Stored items
== == ==
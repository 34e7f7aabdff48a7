//! Defines the output of a captioning operation.

use std::ops::Deref;

use image::RgbaImage;

use crate::tensor::{ImageTensor, MaskTensor};


/// Output of the captioning process.
#[derive(Clone, Debug)]
#[must_use = "unused caption output which must be used"]
pub struct CaptionOutput {
    image: RgbaImage,
}

impl CaptionOutput {
    #[inline]
    pub(super) fn new(image: RgbaImage) -> Self {
        CaptionOutput{image}
    }
}

impl CaptionOutput {
    /// The image with the text composited onto it.
    #[inline]
    pub fn image(&self) -> &RgbaImage {
        &self.image
    }

    /// Convert the output into the resulting image.
    #[inline]
    pub fn into_image(self) -> RgbaImage {
        self.image
    }

    /// Convert the output into the tensors expected by the host:
    /// the RGB image and its alpha mask.
    pub fn into_tensors(self) -> (ImageTensor, MaskTensor) {
        let tensor = ImageTensor::from_image(&self.image);
        (tensor.rgb(), tensor.mask())
    }
}

impl Deref for CaptionOutput {
    type Target = RgbaImage;

    fn deref(&self) -> &Self::Target {
        self.image()
    }
}

impl Into<RgbaImage> for CaptionOutput {
    fn into(self) -> RgbaImage {
        self.into_image()
    }
}
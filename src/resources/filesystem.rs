//! Module defining and implementing resource loaders.

use std::fmt;
use std::fs::{self, File};
use std::io::{self, BufReader, Read};
use std::path::{Component, Path, PathBuf};
use std::sync::Arc;

use super::Loader;


/// Loader for file paths from given directory.
///
/// The resources here are just file *paths* (std::path::PathBuf),
/// and no substantial "loading" is performing (only path resolution).
/// Resource names are file names within the directory, extension included.
///
/// This isn't particularly useful on its own, but can be wrapped around
/// to make more interesting loaders.
pub struct PathLoader<'pl> {
    directory: PathBuf,
    predicate: Arc<dyn Fn(&Path) -> bool + Send + Sync + 'pl>,
}

impl<'pl> PathLoader<'pl> {
    /// Create a loader which only gives out paths to files
    /// that have one of the extensions given.
    pub fn for_extensions<D: AsRef<Path>, I, S>(directory: D, extensions: I) -> Self
        where I: IntoIterator<Item=S>, S: ToString
    {
        Self::with_predicate(directory, {
            let extensions: Vec<_> = extensions.into_iter()
                .map(|e| e.to_string()).map(|e| e.trim().to_lowercase())
                .collect();
            move |path| {
                let ext = path.extension().and_then(|e| e.to_str())
                    .map(|s| s.trim().to_lowercase());
                extensions.iter().any(|e| Some(e) == ext.as_ref())
            }
        })
    }

    pub fn with_predicate<D, P>(directory: D, predicate: P) -> Self
        where D: AsRef<Path>, P: Fn(&Path) -> bool + Send + Sync + 'pl
    {
        PathLoader{
            directory: directory.as_ref().to_owned(),
            predicate: Arc::new(predicate),
        }
    }
}

impl<'pl> PathLoader<'pl> {
    /// Directory the resources are loaded from.
    #[inline]
    pub fn directory(&self) -> &Path {
        &self.directory
    }

    /// List the names of all resources this loader can load, in sorted order.
    pub fn list(&self) -> io::Result<Vec<String>> {
        let directory = glob::Pattern::escape(&self.directory.to_string_lossy());
        let pattern = format!("{}", Path::new(&directory).join("*").display());
        trace!("Globbing with {}", pattern);

        let glob_iter = glob::glob(&pattern).map_err(|e| {
            error!("Failed to glob over files with {}: {}", pattern, e);
            io::Error::new(io::ErrorKind::Other, e)
        })?;

        let mut names: Vec<_> = glob_iter
            .filter_map(|entry| entry.map_err(|e| {
                warn!("Cannot access {} while listing resources: {}", e.path().display(), e);
            }).ok())
            .filter(|f| f.is_file() && (self.predicate)(f))
            .filter_map(|f| f.file_name().and_then(|n| n.to_str()).map(String::from))
            .collect();
        names.sort();
        Ok(names)
    }
}

impl<'pl> Loader for PathLoader<'pl> {
    type Item = PathBuf;
    type Err = io::Error;

    /// "Load" a path "resource" from the loader's directory.
    fn load<'n>(&self, name: &'n str) -> Result<Self::Item, Self::Err> {
        // Only plain file names are accepted,
        // so that resources cannot be looked up outside of the directory.
        let mut components = Path::new(name).components();
        match (components.next(), components.next()) {
            (Some(Component::Normal(_)), None) => {},
            _ => return Err(io::Error::new(io::ErrorKind::InvalidInput,
                format!("invalid resource name `{}`", name))),
        }

        let path = self.directory.join(name);
        if !(self.predicate)(&path) {
            return Err(io::Error::new(io::ErrorKind::InvalidInput,
                format!("resource `{}` is not of the expected file type", name)));
        }
        if !path.is_file() {
            return Err(io::Error::new(io::ErrorKind::NotFound,
                format!("resource `{}` not found in {}", name, self.directory.display())));
        }
        trace!("Resource `{}` resolved to {}", name, path.display());
        Ok(path)
    }
}

impl<'pl> fmt::Debug for PathLoader<'pl> {
    fn fmt(&self, fmt: &mut fmt::Formatter) -> fmt::Result {
        fmt.debug_struct("PathLoader")
            .field("directory", &self.directory)
            .finish()
    }
}


/// Loader for files in given directory.
///
/// The resources it doles out are just file handles (std::fs::File).
/// Wrappers around this loaded can then implement their own decoding.
#[derive(Debug)]
pub struct FileLoader<'pl> {
    inner: PathLoader<'pl>,
}

impl<'pl> FileLoader<'pl> {
    /// Create a loader which only loads files
    /// that have one of the extensions given.
    #[inline]
    pub fn for_extensions<D: AsRef<Path>, I, S>(directory: D, extensions: I) -> Self
        where I: IntoIterator<Item=S>, S: ToString
    {
        FileLoader{inner: PathLoader::for_extensions(directory, extensions)}
    }
}

impl<'pl> FileLoader<'pl> {
    /// The loader that resolves file paths.
    #[inline]
    pub fn paths(&self) -> &PathLoader<'pl> {
        &self.inner
    }
}

impl<'pl> Loader for FileLoader<'pl> {
    type Item = File;
    type Err = io::Error;

    fn load<'n>(&self, name: &'n str) -> Result<Self::Item, Self::Err> {
        let path = self.inner.load(name)?;
        fs::OpenOptions::new().read(true).open(path)
    }
}


/// Wrapper around FileLoader that loads the entire content of the files.
#[derive(Debug)]
pub struct BytesLoader<'fl> {
    inner: FileLoader<'fl>,
}

impl<'fl> BytesLoader<'fl> {
    #[inline]
    pub fn new(inner: FileLoader<'fl>) -> Self {
        BytesLoader{inner}
    }

    /// The loader that resolves file paths.
    #[inline]
    pub fn paths(&self) -> &PathLoader<'fl> {
        self.inner.paths()
    }
}

impl<'fl> Loader for BytesLoader<'fl> {
    type Item = Vec<u8>;
    type Err = io::Error;

    /// Load a file resource as its byte content.
    fn load<'n>(&self, name: &'n str) -> Result<Self::Item, Self::Err> {
        let file = self.inner.load(name)?;
        read_all(file, name)
    }
}


/// Read the entire content of a file.
/// `what` describes the file for the purpose of logging.
pub(super) fn read_all(file: File, what: &str) -> io::Result<Vec<u8>> {
    let mut bytes = match file.metadata() {
        Ok(stat) => Vec::with_capacity(stat.len() as usize),
        Err(e) => {
            warn!("Failed to stat file of `{}` to obtain its size: {}", what, e);
            Vec::new()
        },
    };

    let mut reader = BufReader::new(file);
    reader.read_to_end(&mut bytes)?;
    Ok(bytes)
}


#[cfg(test)]
mod tests {
    use std::fs;
    use std::io::ErrorKind;
    use std::path::PathBuf;
    use spectral::prelude::*;
    use crate::resources::Loader;
    use crate::util::testing::scratch_dir;
    use super::{BytesLoader, FileLoader, PathLoader};

    fn populated_dir(name: &str) -> PathBuf {
        let dir = scratch_dir(name);
        for file in &["Impact.ttf", "comic.OTF", "readme.txt", "arial.ttf"] {
            fs::write(dir.join(file), b"not really a font").unwrap();
        }
        fs::create_dir(dir.join("nested.ttf")).unwrap();
        dir
    }

    #[test]
    fn list_filters_by_extension() {
        let dir = populated_dir("list");
        let loader = PathLoader::for_extensions(&dir, &["ttf", "otf"]);
        assert_that!(loader.list()).is_ok()
            .is_equal_to(vec!["Impact.ttf".to_owned(), "arial.ttf".into(), "comic.OTF".into()]);
        fs::remove_dir_all(dir).unwrap();
    }

    #[test]
    fn load_resolves_paths() {
        let dir = populated_dir("load");
        let loader = PathLoader::for_extensions(&dir, &["ttf", "otf"]);
        assert_that!(loader.load("Impact.ttf")).is_ok().is_equal_to(dir.join("Impact.ttf"));

        let kind = |name: &str| loader.load(name).unwrap_err().kind();
        assert_eq!(ErrorKind::NotFound, kind("missing.ttf"));
        assert_eq!(ErrorKind::NotFound, kind("nested.ttf"));
        assert_eq!(ErrorKind::InvalidInput, kind("readme.txt"));
        assert_eq!(ErrorKind::InvalidInput, kind("../Impact.ttf"));
        assert_eq!(ErrorKind::InvalidInput, kind(""));
        fs::remove_dir_all(dir).unwrap();
    }

    #[test]
    fn bytes_are_read_in_full() {
        let dir = populated_dir("bytes");
        let loader = BytesLoader::new(FileLoader::for_extensions(&dir, &["txt"]));
        assert_that!(loader.load("readme.txt")).is_ok()
            .is_equal_to(b"not really a font".to_vec());
        assert_eq!(ErrorKind::InvalidInput, loader.load("arial.ttf").unwrap_err().kind());
        fs::remove_dir_all(dir).unwrap();
    }
}
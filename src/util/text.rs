//! Module with the text measuring & drawing primitives.

use image::RgbaImage;

use crate::model::Color;


/// Bounding box of a piece of rendered text, in pixels.
///
/// Coordinates are relative to the point where the text is drawn at,
/// which is the top-left corner of its first line (at the font's ascent,
/// not at the top of the actual glyphs).
#[derive(Clone, Copy, Debug, Default, PartialEq, Eq, Hash)]
pub struct TextBox {
    pub left: i32,
    pub top: i32,
    pub right: i32,
    pub bottom: i32,
}

impl TextBox {
    #[inline]
    pub fn width(&self) -> i32 {
        self.right - self.left
    }

    #[inline]
    pub fn height(&self) -> i32 {
        self.bottom - self.top
    }

    /// Move the box vertically by given amount of pixels.
    #[inline]
    pub fn shifted_down(self, dy: i32) -> Self {
        TextBox{top: self.top + dy, bottom: self.bottom + dy, ..self}
    }

    /// Smallest box that contains both this and the other one.
    #[inline]
    pub fn union(self, other: TextBox) -> Self {
        TextBox{
            left: self.left.min(other.left),
            top: self.top.min(other.top),
            right: self.right.max(other.right),
            bottom: self.bottom.max(other.bottom),
        }
    }
}


/// Font-like object that can measure and draw lines of text.
///
/// Sizes are font sizes in pixels (i.e. the size of the em square).
pub trait Typeface {
    /// Compute the bounding box of a single line of text at given size.
    fn line_box(&self, line: &str, size: u32) -> TextBox;

    /// Draw a single line of text onto the layer,
    /// with its top-left corner at `origin`.
    fn draw_line(&self, layer: &mut RgbaImage, origin: (i32, i32),
                 line: &str, size: u32, color: Color);

    /// Check if the typeface can render all characters of given text.
    /// Any problems should be merely logged.
    fn check(&self, _text: &str) {}
}

impl<'t, T: Typeface + ?Sized> Typeface for &'t T {
    fn line_box(&self, line: &str, size: u32) -> TextBox {
        (**self).line_box(line, size)
    }
    fn draw_line(&self, layer: &mut RgbaImage, origin: (i32, i32),
                 line: &str, size: u32, color: Color) {
        (**self).draw_line(layer, origin, line, size, color)
    }
    fn check(&self, text: &str) {
        (**self).check(text)
    }
}


/// Compute the bounding box of several lines of text stacked on top of each other.
///
/// Lines are `spacing` pixels apart, counting from the bottom
/// of a capital letter in the preceding line.
pub fn multiline_box<T, S>(typeface: &T, lines: &[S], size: u32, spacing: u32) -> TextBox
    where T: Typeface + ?Sized, S: AsRef<str>
{
    if lines.is_empty() {
        return TextBox::default();
    }
    let line_height = typeface.line_box("A", size).bottom + spacing as i32;
    lines.iter().enumerate()
        .map(|(i, line)| {
            let dy = line_height * i as i32;
            typeface.line_box(line.as_ref(), size).shifted_down(dy)
        })
        .fold(None, |acc: Option<TextBox>, b| Some(acc.map_or(b, |a| a.union(b))))
        .unwrap_or_default()
}


/// Paint a single pixel of the text layer with given color.
///
/// `coverage` is the fraction of the pixel covered by the glyph.
/// All channels (alpha included) are moved towards the color in that proportion,
/// so that painting over a transparent layer yields a properly antialiased result.
/// Pixels outside of the layer are ignored.
pub fn paint(layer: &mut RgbaImage, x: i32, y: i32, color: Color, coverage: f32) {
    if x < 0 || y < 0 || x as u32 >= layer.width() || y as u32 >= layer.height() {
        return;
    }
    let coverage = coverage.max(0.0).min(1.0);
    let pixel = layer.get_pixel_mut(x as u32, y as u32);
    let ink = color.to_rgba();
    for (channel, &target) in pixel.0.iter_mut().zip(ink.0.iter()) {
        let current = *channel as f32;
        *channel = (current + (target as f32 - current) * coverage).round() as u8;
    }
}


#[cfg(test)]
mod tests {
    use image::{Rgba, RgbaImage};
    use crate::model::Color;
    use crate::util::testing::Blocks;
    use crate::util::text::{multiline_box, paint, TextBox};

    #[test]
    fn multiline_box_of_nothing_is_empty() {
        let lines: &[&str] = &[];
        assert_eq!(TextBox::default(), multiline_box(&Blocks::new(), lines, 20, 4));
    }

    #[test]
    fn multiline_box_stacks_lines() {
        let b = multiline_box(&Blocks::new(), &["ABCD", "AB"], 20, 4);
        assert_eq!(TextBox{left: 0, top: 0, right: 40, bottom: 44}, b);
        assert_eq!(40, b.width());
        assert_eq!(44, b.height());
    }

    #[test]
    fn paint_blends_all_channels() {
        let mut layer = RgbaImage::new(2, 2);
        paint(&mut layer, 0, 0, Color::white(), 1.0);
        paint(&mut layer, 1, 0, Color::white(), 0.5);
        assert_eq!(&Rgba([255, 255, 255, 255]), layer.get_pixel(0, 0));
        assert_eq!(&Rgba([128, 128, 128, 128]), layer.get_pixel(1, 0));
        assert_eq!(&Rgba([0, 0, 0, 0]), layer.get_pixel(0, 1));
    }

    #[test]
    fn paint_ignores_out_of_bounds() {
        let mut layer = RgbaImage::new(2, 2);
        paint(&mut layer, -1, 0, Color::white(), 1.0);
        paint(&mut layer, 0, 2, Color::white(), 1.0);
        assert!(layer.pixels().all(|p| p == &Rgba([0, 0, 0, 0])));
    }
}
//! Module which defines the text overlay renderer.

use image::DynamicImage;
use unicode_normalization::UnicodeNormalization;

use crate::model::LayoutConfig;
use crate::resources::Font;
use crate::util::text::Typeface;
use super::config::Config;
use super::error::CaptionError;
use super::output::CaptionOutput;
use super::task::CaptionTask;


/// Renderer of meme-style text over images.
///
/// The renderer holds no state between calls apart from its configuration.
/// Every call loads the font it needs and never modifies the input image.
#[derive(Clone, Debug, Default)]
pub struct TextOverlayRenderer {
    config: Config,
}

impl TextOverlayRenderer {
    /// Create a renderer with the default configuration.
    #[inline]
    pub fn new() -> Self {
        Self::default()
    }

    /// Create a renderer with given configuration.
    #[inline]
    pub fn with_config(config: Config) -> Self {
        TextOverlayRenderer{config}
    }

    #[inline]
    pub fn config(&self) -> &Config {
        &self.config
    }
}

impl TextOverlayRenderer {
    /// Render the text over the image, using the font file given in `config`.
    pub fn render(&self, image: Option<&DynamicImage>, text: &str,
                  config: &LayoutConfig) -> Result<CaptionOutput, CaptionError> {
        let image = image.ok_or(CaptionError::MissingInput)?;
        let font = Font::from_path(&config.font)
            .map_err(|e| CaptionError::Font(config.font.clone(), e))?;
        Ok(self.render_with(image, text, config, &font))
    }

    /// Render the text over the image using given typeface.
    ///
    /// The font path in `config` is ignored.
    pub fn render_with<T>(&self, image: &DynamicImage, text: &str,
                          config: &LayoutConfig, typeface: &T) -> CaptionOutput
        where T: Typeface + ?Sized
    {
        let text = normalize(text);
        trace!("Checking if the typeface has all glyphs for the text: {}", text);
        typeface.check(&text);
        CaptionTask::new(text, config, &self.config, typeface).perform(image)
    }
}

/// Normalize the text into the form it is rendered in, i.e. all uppercase.
///
/// Text is also composed into Unicode NFC first, so an accented letter
/// typed as a base letter plus a combining mark counts as one character
/// when the text is wrapped.
fn normalize(text: &str) -> String {
    text.nfc().collect::<String>().to_uppercase()
}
== == ==
● **TASK TO COMPLETE**:
Which lines run from the one holding "pub trait Typeface" through the one holding "of given text." in the records above? Repeat them exactly, both included, and nothing more.

● **SOLUTION FOR THIS PROBLEM**:
pub trait Typeface {
    /// Compute the bounding box of a single line of text at given size.
    fn line_box(&self, line: &str, size: u32) -> TextBox;

    /// Draw a single line of text onto the layer,
    /// with its top-left corner at `origin`.
    fn draw_line(&self, layer: &mut RgbaImage, origin: (i32, i32),
                 line: &str, size: u32, color: Color);

    /// Check if the typeface can render all characters of given text.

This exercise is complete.